* Requirement
Only these lines of the data below are wanted: the one with "write_record_module(registry, &config, &output)", the one with "Rust string literals", and any lines between them, each repeated exactly.

Items from a data source:
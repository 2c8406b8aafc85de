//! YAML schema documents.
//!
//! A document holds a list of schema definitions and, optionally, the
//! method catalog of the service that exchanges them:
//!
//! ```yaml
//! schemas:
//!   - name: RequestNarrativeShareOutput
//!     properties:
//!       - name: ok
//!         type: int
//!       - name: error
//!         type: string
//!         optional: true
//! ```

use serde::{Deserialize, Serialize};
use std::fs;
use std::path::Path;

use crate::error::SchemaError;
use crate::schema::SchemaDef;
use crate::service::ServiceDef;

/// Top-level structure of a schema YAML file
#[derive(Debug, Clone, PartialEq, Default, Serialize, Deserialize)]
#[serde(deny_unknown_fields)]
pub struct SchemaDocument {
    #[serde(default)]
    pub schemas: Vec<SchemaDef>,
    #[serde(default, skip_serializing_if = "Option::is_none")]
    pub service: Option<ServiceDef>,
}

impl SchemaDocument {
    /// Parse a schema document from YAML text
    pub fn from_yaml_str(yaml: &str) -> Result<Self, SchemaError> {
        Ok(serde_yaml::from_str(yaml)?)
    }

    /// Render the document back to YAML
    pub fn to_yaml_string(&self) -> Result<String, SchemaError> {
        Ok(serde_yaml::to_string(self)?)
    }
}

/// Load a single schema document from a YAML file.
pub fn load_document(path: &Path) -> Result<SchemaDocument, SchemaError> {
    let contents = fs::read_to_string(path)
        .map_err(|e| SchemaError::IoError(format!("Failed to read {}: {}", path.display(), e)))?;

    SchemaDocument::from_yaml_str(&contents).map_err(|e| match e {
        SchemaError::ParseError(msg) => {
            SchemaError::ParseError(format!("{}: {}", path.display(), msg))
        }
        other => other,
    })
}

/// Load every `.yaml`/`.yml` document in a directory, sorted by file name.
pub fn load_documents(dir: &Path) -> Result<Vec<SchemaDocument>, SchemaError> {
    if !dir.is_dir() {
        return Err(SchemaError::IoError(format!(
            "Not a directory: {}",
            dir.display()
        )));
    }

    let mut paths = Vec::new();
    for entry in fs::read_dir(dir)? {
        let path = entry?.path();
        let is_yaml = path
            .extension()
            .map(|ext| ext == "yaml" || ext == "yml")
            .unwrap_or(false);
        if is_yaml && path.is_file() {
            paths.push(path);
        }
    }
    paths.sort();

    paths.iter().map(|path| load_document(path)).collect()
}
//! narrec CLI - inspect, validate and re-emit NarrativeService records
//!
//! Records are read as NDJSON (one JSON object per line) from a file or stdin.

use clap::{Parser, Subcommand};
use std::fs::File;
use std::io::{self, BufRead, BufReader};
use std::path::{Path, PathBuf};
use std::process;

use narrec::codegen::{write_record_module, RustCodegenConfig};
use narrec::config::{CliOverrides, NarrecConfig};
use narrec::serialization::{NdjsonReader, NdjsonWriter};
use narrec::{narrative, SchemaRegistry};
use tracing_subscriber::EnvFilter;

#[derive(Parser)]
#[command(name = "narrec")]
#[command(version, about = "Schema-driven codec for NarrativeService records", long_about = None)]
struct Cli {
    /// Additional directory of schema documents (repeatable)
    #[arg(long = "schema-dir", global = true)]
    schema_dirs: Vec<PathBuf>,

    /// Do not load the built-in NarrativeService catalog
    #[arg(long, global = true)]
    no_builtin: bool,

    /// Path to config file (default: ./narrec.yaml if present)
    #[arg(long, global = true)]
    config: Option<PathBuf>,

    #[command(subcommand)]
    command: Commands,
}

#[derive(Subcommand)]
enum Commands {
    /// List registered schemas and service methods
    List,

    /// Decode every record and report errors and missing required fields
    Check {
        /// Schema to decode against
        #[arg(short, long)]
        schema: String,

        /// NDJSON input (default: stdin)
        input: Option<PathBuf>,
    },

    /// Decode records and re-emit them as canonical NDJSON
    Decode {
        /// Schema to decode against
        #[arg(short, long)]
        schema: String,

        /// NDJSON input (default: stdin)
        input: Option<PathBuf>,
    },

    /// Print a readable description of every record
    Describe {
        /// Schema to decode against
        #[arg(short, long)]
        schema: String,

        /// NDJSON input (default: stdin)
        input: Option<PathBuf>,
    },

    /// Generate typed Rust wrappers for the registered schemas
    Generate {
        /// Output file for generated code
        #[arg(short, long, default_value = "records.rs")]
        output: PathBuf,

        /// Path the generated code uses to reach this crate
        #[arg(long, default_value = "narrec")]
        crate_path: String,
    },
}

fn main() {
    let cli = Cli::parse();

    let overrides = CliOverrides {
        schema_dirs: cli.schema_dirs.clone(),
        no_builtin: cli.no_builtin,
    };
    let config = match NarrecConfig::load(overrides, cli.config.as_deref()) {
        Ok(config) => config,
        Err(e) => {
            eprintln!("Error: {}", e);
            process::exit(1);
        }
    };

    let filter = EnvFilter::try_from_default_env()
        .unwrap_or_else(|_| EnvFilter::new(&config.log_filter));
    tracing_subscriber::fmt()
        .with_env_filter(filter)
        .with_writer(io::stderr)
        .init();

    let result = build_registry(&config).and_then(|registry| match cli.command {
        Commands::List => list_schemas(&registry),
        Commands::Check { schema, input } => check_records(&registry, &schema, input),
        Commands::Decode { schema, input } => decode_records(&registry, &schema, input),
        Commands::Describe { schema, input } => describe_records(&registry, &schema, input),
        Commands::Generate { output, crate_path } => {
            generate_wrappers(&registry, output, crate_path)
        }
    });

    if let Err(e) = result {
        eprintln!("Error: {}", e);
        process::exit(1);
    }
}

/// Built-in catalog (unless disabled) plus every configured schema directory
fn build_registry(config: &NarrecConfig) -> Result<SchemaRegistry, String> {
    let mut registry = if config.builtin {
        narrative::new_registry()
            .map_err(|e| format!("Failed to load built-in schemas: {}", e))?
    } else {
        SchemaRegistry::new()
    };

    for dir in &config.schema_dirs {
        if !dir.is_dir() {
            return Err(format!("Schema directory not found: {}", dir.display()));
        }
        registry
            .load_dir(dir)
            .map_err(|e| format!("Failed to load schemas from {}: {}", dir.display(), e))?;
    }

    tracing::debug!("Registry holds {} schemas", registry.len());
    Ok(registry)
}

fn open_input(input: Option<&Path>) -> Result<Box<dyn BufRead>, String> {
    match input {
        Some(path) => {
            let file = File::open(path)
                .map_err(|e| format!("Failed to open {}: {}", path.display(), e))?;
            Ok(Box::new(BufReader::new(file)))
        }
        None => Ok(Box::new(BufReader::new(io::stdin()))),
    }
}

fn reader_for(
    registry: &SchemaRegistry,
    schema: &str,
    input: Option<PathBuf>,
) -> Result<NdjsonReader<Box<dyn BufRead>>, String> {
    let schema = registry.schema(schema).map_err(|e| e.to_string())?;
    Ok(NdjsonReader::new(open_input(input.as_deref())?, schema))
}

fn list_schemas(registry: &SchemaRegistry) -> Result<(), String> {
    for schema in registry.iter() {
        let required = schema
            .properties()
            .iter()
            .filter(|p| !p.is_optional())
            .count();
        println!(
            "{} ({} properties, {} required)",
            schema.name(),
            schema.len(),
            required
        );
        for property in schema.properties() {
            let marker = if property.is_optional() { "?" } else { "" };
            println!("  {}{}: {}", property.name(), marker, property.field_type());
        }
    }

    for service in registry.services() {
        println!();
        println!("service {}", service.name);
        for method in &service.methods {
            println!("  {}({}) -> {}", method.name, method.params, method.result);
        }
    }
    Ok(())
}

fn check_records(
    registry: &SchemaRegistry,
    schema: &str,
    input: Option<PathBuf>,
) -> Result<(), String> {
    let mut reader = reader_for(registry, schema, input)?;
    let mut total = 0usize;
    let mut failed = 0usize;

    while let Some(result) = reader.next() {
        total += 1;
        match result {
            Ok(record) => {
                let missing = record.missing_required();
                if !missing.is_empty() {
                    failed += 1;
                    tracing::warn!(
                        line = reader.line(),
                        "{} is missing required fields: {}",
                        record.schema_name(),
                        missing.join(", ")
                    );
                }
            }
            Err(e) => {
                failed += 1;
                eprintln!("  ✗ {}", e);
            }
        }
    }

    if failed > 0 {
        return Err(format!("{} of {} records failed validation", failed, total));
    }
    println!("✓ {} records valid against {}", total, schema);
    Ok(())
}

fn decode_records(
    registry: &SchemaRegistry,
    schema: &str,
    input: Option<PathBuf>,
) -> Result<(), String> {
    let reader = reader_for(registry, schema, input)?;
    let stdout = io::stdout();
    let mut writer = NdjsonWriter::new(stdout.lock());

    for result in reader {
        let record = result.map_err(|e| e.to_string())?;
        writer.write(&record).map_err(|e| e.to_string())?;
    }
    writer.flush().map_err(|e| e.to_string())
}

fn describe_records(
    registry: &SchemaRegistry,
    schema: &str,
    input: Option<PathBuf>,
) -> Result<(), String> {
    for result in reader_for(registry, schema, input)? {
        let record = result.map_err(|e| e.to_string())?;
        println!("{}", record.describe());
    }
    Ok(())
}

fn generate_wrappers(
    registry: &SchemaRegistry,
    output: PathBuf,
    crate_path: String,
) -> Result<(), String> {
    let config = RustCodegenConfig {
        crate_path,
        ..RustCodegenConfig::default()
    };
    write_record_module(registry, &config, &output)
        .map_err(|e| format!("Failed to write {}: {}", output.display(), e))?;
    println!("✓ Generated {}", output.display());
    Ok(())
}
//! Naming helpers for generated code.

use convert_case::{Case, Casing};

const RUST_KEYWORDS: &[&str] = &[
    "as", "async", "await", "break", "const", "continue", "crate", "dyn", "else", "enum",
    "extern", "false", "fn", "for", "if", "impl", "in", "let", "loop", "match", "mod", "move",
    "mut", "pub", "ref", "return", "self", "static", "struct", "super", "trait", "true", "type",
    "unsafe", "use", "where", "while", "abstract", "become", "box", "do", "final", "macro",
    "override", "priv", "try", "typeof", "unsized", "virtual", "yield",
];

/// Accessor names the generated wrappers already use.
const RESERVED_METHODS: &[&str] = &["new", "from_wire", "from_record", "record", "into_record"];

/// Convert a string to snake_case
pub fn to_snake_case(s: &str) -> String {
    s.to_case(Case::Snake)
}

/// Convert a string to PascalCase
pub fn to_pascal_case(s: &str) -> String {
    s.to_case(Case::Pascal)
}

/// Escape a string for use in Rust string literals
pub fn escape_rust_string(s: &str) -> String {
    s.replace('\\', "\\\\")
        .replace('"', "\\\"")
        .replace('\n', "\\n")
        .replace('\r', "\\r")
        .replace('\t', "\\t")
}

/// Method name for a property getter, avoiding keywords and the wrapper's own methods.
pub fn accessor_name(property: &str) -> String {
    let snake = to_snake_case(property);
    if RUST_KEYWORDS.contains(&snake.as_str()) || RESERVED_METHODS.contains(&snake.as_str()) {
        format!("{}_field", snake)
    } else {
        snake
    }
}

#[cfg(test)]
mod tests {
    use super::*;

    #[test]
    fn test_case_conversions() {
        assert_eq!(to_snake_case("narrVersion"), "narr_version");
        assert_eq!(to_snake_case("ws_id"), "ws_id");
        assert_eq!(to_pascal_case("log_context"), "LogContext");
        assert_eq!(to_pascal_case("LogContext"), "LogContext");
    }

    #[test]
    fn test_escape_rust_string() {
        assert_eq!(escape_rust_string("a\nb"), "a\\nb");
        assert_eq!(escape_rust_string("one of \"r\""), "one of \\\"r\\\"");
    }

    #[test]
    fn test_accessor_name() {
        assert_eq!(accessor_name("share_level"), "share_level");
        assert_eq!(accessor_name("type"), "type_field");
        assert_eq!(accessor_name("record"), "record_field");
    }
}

* Response
    write_record_module(registry, &config, &output)
        .map_err(|e| format!("Failed to write {}: {}", output.display(), e))?;
    println!("✓ Generated {}", output.display());
    Ok(())
}
//! Naming helpers for generated code.

use convert_case::{Case, Casing};

const RUST_KEYWORDS: &[&str] = &[
    "as", "async", "await", "break", "const", "continue", "crate", "dyn", "else", "enum",
    "extern", "false", "fn", "for", "if", "impl", "in", "let", "loop", "match", "mod", "move",
    "mut", "pub", "ref", "return", "self", "static", "struct", "super", "trait", "true", "type",
    "unsafe", "use", "where", "while", "abstract", "become", "box", "do", "final", "macro",
    "override", "priv", "try", "typeof", "unsized", "virtual", "yield",
];

/// Accessor names the generated wrappers already use.
const RESERVED_METHODS: &[&str] = &["new", "from_wire", "from_record", "record", "into_record"];

/// Convert a string to snake_case
pub fn to_snake_case(s: &str) -> String {
    s.to_case(Case::Snake)
}

/// Convert a string to PascalCase
pub fn to_pascal_case(s: &str) -> String {
    s.to_case(Case::Pascal)
}

/// Escape a string for use in Rust string literals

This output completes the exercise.